You are a bit confused here, but I don't blame you. Here is the legal situation as far as I understand it (IANAL, standard disclaimers apply).

The Wikimedia Foundation hosts content on its servers provided by the community. Usually, the individual contributors own the copyright to all the content. And when they submit content to a WMF site, like Wikipedia, they explicitly agree to license the work under terms such that others can use it. (I am ignoring the case of fair use for now).

Certain kinds of contributions, however, are not original to the contributor. This gets confusing because then you have to prove that it's okay to reuse.

Depictions of national flags are often ineligible for copyright, or are explicitly granted to the public domain, in their country of origin.

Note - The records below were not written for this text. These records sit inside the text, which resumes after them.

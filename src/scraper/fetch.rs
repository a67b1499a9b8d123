//! Source fetch strategies: static HTTP GET vs rendered browser session.
//!
//! One [`SourceFetcher`] is created per scraping invocation and torn down
//! around it. The strategy is picked at configuration time; callers never
//! hardcode one.

use chromiumoxide::page::Page;
use std::time::Duration;
use tracing::debug;

use crate::config::{FetchMode, ScraperConfig};
use crate::error::ScrapeError;
use crate::retry::{retry, RetryConfig};
use crate::scraper::browser::Browser;
use crate::scraper::http::HttpClient;

/// Readiness condition polled on rendered pages before the DOM is trusted
#[derive(Debug, Clone)]
pub enum Readiness {
    /// Script tags are present (listing and competition pages)
    ScriptTags,
    /// A specific CSS selector matches (odds containers)
    Selector(String),
}

impl Readiness {
    pub fn selector(&self) -> &str {
        match self {
            Readiness::ScriptTags => "script",
            Readiness::Selector(s) => s,
        }
    }
}

/// Fetched content: serialized HTML plus, in rendered mode, the live page
/// handle so the caller can re-navigate and re-check identity.
pub struct RawContent {
    pub html: String,
    pub page: Option<Page>,
}

/// Interchangeable fetch strategies behind one interface
pub enum SourceFetcher {
    Static(HttpClient),
    Rendered(Browser),
    /// Canned responses consumed in order, for exercising callers without
    /// network or browser
    #[cfg(test)]
    Scripted(std::sync::Mutex<std::collections::VecDeque<Result<String, ScrapeError>>>),
}

impl SourceFetcher {
    #[cfg(test)]
    pub fn scripted<I>(responses: I) -> Self
    where
        I: IntoIterator<Item = Result<String, ScrapeError>>,
    {
        SourceFetcher::Scripted(std::sync::Mutex::new(responses.into_iter().collect()))
    }

    /// Build the fetcher selected by configuration
    pub async fn new(config: &ScraperConfig) -> anyhow::Result<Self> {
        match config.fetch_mode {
            FetchMode::Static => {
                let client = HttpClient::new(
                    &config.user_agent,
                    Duration::from_secs(config.request_timeout_secs),
                )?;
                Ok(SourceFetcher::Static(client))
            }
            FetchMode::Rendered => {
                let browser = Browser::launch().await?;
                Ok(SourceFetcher::Rendered(browser))
            }
        }
    }

    pub fn is_rendered(&self) -> bool {
        matches!(self, SourceFetcher::Rendered(_))
    }

    /// Fetch a page, honoring the readiness condition in rendered mode.
    ///
    /// Static mode ignores readiness: the server response is already the
    /// complete document. A readiness timeout in rendered mode yields
    /// [`ScrapeError::ContentNotReady`]; the caller decides whether that is
    /// fatal for its item.
    pub async fn fetch(
        &self,
        url: &str,
        readiness: &Readiness,
        timeout: Duration,
    ) -> Result<RawContent, ScrapeError> {
        match self {
            SourceFetcher::Static(client) => {
                let html = retry(&RetryConfig::fetch(), "static fetch", || client.get(url)).await?;
                Ok(RawContent { html, page: None })
            }
            SourceFetcher::Rendered(browser) => {
                let page = browser
                    .open(url)
                    .await
                    .map_err(|e| ScrapeError::fetch(url, e))?;

                let selector = readiness.selector();
                if !Browser::wait_for_selector(&page, selector, timeout).await {
                    let _ = page.close().await;
                    return Err(ScrapeError::ContentNotReady {
                        url: url.to_string(),
                        selector: selector.to_string(),
                        waited_ms: timeout.as_millis() as u64,
                    });
                }

                let html = page
                    .content()
                    .await
                    .map_err(|e| ScrapeError::fetch(url, e))?;

                debug!("rendered fetch of {} returned {} bytes", url, html.len());
                Ok(RawContent {
                    html,
                    page: Some(page),
                })
            }
            #[cfg(test)]
            SourceFetcher::Scripted(queue) => {
                let next = queue
                    .lock()
                    .unwrap()
                    .pop_front()
                    .unwrap_or_else(|| Err(ScrapeError::fetch(url, "no scripted response left")));
                next.map(|html| RawContent { html, page: None })
            }
        }
    }

    /// Tear down the session resources
    pub async fn close(self) {
        if let SourceFetcher::Rendered(browser) = self {
            let _ = browser.close().await;
        }
    }
}
//! Competition catalog sources.
//!
//! Three interchangeable sources produce the same sorted competition list:
//! a local CSV file, a Google Sheets tab named after the sport, and the
//! live listing page on coteur.com (handled by the scrape session, since it
//! needs the fetcher).

pub mod csv_file;
pub mod sheets;

pub use csv_file::CsvCatalog;
pub use sheets::SheetsCatalog;

/// Column headers required of every tabular catalog source
pub const REQUIRED_COLUMNS: [&str; 3] = ["Pays", "Compétition", "URL"];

However, "public domain" has no legal meaning internationally.

The CC0 license is really designed for creators who want to dedicate their work to be freely copied, like public domain, but want something that is legally meaningful.

But - there was a large collection of flags licensed CC0 which became the basis of the Wikimedia Commons collection. Other flags have specific justifications for why they are public domain, sometimes quoting laws from specific countries. This is the good thing about Wikimedia Commons, it doesn't force you into any straightjacket to explain how the license works. But that also means that everything's kind of a mess if you want to get a straight answer to a question like "under what license could I republish all the flags on Wikimedia Commons?"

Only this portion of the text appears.